MATERIAL FOR THIS TASK:
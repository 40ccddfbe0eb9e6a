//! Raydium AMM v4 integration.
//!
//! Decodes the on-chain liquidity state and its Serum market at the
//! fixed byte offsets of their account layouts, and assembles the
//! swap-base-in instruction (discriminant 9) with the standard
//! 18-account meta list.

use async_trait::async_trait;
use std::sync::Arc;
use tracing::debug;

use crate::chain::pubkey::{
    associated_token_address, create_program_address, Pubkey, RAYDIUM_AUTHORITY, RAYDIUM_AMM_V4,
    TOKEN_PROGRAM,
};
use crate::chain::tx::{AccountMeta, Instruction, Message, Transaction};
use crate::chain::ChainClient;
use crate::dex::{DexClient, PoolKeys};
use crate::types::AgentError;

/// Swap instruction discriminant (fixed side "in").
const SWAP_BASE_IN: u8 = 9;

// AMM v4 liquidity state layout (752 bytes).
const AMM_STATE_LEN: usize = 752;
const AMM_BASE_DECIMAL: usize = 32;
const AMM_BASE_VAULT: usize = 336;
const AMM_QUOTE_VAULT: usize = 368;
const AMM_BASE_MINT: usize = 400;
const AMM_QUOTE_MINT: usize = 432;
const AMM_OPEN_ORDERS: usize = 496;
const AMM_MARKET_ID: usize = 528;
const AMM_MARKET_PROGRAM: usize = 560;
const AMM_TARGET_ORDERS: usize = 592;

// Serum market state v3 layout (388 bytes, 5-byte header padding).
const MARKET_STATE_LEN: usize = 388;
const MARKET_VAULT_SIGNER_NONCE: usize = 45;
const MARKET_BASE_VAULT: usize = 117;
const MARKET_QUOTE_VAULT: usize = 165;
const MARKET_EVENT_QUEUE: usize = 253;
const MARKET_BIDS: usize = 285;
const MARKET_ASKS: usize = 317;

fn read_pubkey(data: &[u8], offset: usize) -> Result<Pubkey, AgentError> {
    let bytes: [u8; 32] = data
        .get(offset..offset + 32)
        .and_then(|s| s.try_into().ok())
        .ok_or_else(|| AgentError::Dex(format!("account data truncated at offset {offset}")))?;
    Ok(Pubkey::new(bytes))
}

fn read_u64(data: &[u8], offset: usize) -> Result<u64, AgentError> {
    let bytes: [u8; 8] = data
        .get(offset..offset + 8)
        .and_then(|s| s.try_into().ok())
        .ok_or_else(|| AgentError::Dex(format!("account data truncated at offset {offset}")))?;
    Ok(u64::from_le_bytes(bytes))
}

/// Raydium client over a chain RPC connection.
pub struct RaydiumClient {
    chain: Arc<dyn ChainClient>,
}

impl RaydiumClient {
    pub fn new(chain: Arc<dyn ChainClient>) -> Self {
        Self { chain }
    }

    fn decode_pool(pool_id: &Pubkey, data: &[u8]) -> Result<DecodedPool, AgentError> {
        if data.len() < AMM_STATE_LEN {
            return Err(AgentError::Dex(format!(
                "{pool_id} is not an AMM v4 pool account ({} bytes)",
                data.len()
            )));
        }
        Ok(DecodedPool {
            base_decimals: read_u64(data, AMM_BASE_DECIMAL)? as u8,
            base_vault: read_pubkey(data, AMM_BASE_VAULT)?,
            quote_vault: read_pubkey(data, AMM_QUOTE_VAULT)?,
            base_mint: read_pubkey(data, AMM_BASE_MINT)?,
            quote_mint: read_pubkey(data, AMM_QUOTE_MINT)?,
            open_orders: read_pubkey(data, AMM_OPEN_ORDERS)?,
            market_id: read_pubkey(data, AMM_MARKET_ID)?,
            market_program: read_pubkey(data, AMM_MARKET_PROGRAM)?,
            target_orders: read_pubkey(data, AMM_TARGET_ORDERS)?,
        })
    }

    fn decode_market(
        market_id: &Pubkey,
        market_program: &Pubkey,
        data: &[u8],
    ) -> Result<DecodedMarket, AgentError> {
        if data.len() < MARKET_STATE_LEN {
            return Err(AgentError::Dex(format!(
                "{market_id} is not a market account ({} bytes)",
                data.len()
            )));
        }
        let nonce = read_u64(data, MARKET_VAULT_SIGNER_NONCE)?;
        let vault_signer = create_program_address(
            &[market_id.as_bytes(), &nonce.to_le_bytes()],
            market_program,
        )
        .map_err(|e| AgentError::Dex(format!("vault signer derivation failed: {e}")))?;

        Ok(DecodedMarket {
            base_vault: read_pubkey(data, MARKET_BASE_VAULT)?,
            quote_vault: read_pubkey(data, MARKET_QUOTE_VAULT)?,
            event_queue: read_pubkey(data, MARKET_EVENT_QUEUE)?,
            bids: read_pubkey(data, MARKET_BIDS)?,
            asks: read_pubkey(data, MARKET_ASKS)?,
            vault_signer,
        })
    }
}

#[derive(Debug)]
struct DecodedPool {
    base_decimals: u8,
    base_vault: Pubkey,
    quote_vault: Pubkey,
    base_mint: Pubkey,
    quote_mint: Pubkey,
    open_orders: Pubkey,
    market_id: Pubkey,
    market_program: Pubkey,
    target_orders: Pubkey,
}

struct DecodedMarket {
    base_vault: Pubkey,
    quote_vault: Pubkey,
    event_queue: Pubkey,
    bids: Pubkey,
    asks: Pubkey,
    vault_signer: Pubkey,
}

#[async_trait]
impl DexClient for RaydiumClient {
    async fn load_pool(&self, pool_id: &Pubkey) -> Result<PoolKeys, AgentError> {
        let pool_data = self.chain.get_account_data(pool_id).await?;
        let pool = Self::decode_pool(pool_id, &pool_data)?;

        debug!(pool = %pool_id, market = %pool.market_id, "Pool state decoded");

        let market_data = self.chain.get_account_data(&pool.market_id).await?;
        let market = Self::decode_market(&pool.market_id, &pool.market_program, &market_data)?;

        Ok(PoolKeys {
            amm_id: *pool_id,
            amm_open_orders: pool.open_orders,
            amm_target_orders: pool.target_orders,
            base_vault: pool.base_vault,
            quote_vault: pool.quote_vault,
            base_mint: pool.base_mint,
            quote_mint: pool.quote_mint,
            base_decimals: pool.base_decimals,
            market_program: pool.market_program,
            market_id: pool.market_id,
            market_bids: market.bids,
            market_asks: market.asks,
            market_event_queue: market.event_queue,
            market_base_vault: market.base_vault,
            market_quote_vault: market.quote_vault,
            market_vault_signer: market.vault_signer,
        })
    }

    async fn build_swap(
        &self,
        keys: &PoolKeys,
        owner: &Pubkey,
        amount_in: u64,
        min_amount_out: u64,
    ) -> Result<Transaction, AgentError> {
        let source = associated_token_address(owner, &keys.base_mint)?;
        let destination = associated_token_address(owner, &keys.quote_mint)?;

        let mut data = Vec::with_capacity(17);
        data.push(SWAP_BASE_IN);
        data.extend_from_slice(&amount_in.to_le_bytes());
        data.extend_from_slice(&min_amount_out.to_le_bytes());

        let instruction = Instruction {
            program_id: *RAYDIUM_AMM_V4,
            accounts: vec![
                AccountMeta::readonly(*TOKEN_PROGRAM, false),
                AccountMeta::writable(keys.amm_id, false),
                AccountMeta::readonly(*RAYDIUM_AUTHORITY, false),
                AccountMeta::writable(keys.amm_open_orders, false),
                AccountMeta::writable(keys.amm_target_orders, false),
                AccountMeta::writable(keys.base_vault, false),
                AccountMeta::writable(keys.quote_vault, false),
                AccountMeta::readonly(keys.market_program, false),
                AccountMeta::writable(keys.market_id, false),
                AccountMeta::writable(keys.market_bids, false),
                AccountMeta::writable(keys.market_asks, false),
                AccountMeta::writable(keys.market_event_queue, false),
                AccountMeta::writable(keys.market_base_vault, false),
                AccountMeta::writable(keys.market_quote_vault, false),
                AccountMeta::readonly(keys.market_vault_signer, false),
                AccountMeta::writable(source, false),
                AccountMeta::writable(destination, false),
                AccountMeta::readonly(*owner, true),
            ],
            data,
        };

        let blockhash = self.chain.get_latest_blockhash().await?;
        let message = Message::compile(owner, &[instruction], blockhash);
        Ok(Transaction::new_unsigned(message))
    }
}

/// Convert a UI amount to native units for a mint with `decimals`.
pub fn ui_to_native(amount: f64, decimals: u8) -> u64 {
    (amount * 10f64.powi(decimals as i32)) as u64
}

WHAT YOU NEED TO DO: Look through the data and gather every line with the string "blockhash" in it.

PROBLEM SOLUTION:
        let blockhash = self.chain.get_latest_blockhash().await?;
        let message = Message::compile(owner, &[instruction], blockhash);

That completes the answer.